Luego bajábamos a la acera para ver al narizón. Parecía metálico, robot, un GiJoe de tamaño natural y poderoso, con un rigor en brazos y piernas que nos hipnotizaba. Era un "rompecalle" puro. Pateaba con furia los ladrillos bajo sus zapatos relucientemente negros. Los quería hacer polvo. Con un mazo o un taladro en sus manos no habría sido más vehemente. Las callejuelas no se quejaban, pero sabíamos que les dolía.

Al narizón lo seguíamos desde Catedral hasta un poco antes del Banco Nacional en la Central y calle 16, porque ese día hasta ahí tenía vigencia el salvoconducto de nuestras mamás. No sé por qué a nadie se le ocurrió nunca transgredir el mandato. Creíamos que ellas nos podían ver de alguna manera a través de los muros; que si cruzábamos la "línea de la muerte" nos explotaría en la cabeza la burbuja de nitroglicerina que ellas nos incrustaron al nacer; o que simplemente se iban a enterar -porque lo harían- cuando nos vieran a la cara y leyeran en nuestros ojos pecadores los códigos burlones de la infracción.

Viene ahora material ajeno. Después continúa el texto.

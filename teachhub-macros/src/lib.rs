//! Procedural macros for the TeachHub backend
//!
//! - `mutation_result!` - declare the `{ success, error, <entity> }` payload
//!   returned by every create/update mutation

use proc_macro::TokenStream;
use quote::quote;
use syn::parse::{Parse, ParseStream};
use syn::{parse_macro_input, Attribute, Ident, Token, Type};

/// Declare a GraphQL mutation payload.
///
/// # Usage
///
/// ```ignore
/// mutation_result!(
///     /// Result of creating or updating a course
///     CourseResult, course: Course
/// );
///
/// // No entity, only the status fields
/// mutation_result!(MutationResult);
/// ```
///
/// The generated struct derives `async_graphql::SimpleObject` and gets two
/// constructors: `ok(..)` and `failure(message)`. When an entity field is
/// declared it is `None` on failure.
#[proc_macro]
pub fn mutation_result(input: TokenStream) -> TokenStream {
    let MutationResultInput { attrs, name, field } = parse_macro_input!(input as MutationResultInput);

    let output = match field {
        Some((field_name, field_type)) => quote! {
            #(#attrs)*
            #[derive(Debug, Clone, async_graphql::SimpleObject)]
            pub struct #name {
                /// Whether the mutation was applied
                pub success: bool,
                /// Reason the mutation was rejected
                pub error: Option<String>,
                pub #field_name: Option<#field_type>,
            }

            impl #name {
                pub fn ok(#field_name: #field_type) -> Self {
                    Self {
                        success: true,
                        error: None,
                        #field_name: Some(#field_name),
                    }
                }

                pub fn failure(message: impl Into<String>) -> Self {
                    Self {
                        success: false,
                        error: Some(message.into()),
                        #field_name: None,
                    }
                }
            }
        },
        None => quote! {
            #(#attrs)*
            #[derive(Debug, Clone, async_graphql::SimpleObject)]
            pub struct #name {
                /// Whether the mutation was applied
                pub success: bool,
                /// Reason the mutation was rejected
                pub error: Option<String>,
            }

            impl #name {
                pub fn ok() -> Self {
                    Self { success: true, error: None }
                }

                pub fn failure(message: impl Into<String>) -> Self {
                    Self {
                        success: false,
                        error: Some(message.into()),
                    }
                }
            }
        },
    };

    output.into()
}

struct MutationResultInput {
    attrs: Vec<Attribute>,
    name: Ident,
    field: Option<(Ident, Type)>,
}

impl Parse for MutationResultInput {
    fn parse(input: ParseStream) -> syn::Result<Self> {
        let attrs = input.call(Attribute::parse_outer)?;
        let name: Ident = input.parse()?;

        let field = if input.peek(Token![,]) {
            input.parse::<Token![,]>()?;
            let field_name: Ident = input.parse()?;
            input.parse::<Token![:]>()?;
            let field_type: Type = input.parse()?;
            Some((field_name, field_type))
        } else {
            None
        };

        // tolerate a trailing comma
        if input.peek(Token![,]) {
            input.parse::<Token![,]>()?;
        }

        Ok(MutationResultInput { attrs, name, field })
    }
}
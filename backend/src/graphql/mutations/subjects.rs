use super::prelude::*;

#[derive(Default)]
pub struct SubjectMutations;

#[Object]
impl SubjectMutations {
    #[graphql(guard = "AdminGuard")]
    async fn create_subject(
        &self,
        ctx: &Context<'_>,
        input: CreateSubjectInput,
    ) -> Result<SubjectResult> {
        require_non_empty("code", &input.code)?;
        require_non_empty("name", &input.name)?;
        let db = ctx.data_unchecked::<Database>();

        match db
            .subjects()
            .create(CreateSubject {
                code: input.code.trim().to_string(),
                name: input.name,
            })
            .await
        {
            Ok(record) => Ok(SubjectResult::ok(Subject::from(record))),
            Err(e) => Ok(SubjectResult::failure(e.to_string())),
        }
    }

    #[graphql(guard = "AdminGuard")]
    async fn update_subject(
        &self,
        ctx: &Context<'_>,
        id: String,
        input: UpdateSubjectInput,
    ) -> Result<SubjectResult> {
        let db = ctx.data_unchecked::<Database>();

        let updated = db
            .subjects()
            .update(
                &id,
                UpdateSubject {
                    code: input.code,
                    name: input.name,
                    active: input.active,
                },
            )
            .await;

        match updated {
            Ok(Some(record)) => Ok(SubjectResult::ok(Subject::from(record))),
            Ok(None) => Err(not_found("Subject", &id)),
            Err(e) => Ok(SubjectResult::failure(e.to_string())),
        }
    }
}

Algo que no he podido olvidar es el mutismo de estatua del narizón. Todo el camino íbamos junto a él burlándonos de su gran nariz, de su caricaturesco perfil egipcio, de su ímpetu patológico. (Nos burlábamos, pero en el fondo queríamos ser como él) Y el narizón ni se inmutaba. Jamás, en tres o cuatro años nos miró, y mucho menos nos dirigió la palabra. Se podría decir que ni respiraba. Tal vez era de bronce.

Hoy sé que no era otra cosa que una disciplina marcada con fuego en su espíritu. Un tatuaje que le fijaron con tormentos innombrables, y que le hizo preocuparse por ser perfecto, por obedecer la norma y cumplir más allá. Porque así debe ser en el mar, donde un orden incumplida puede significar que te tiren al mar.

Algo de eso nos hace falta en el Panamá del siglo XXI: disciplina... y echar al agua a un par de avivatos.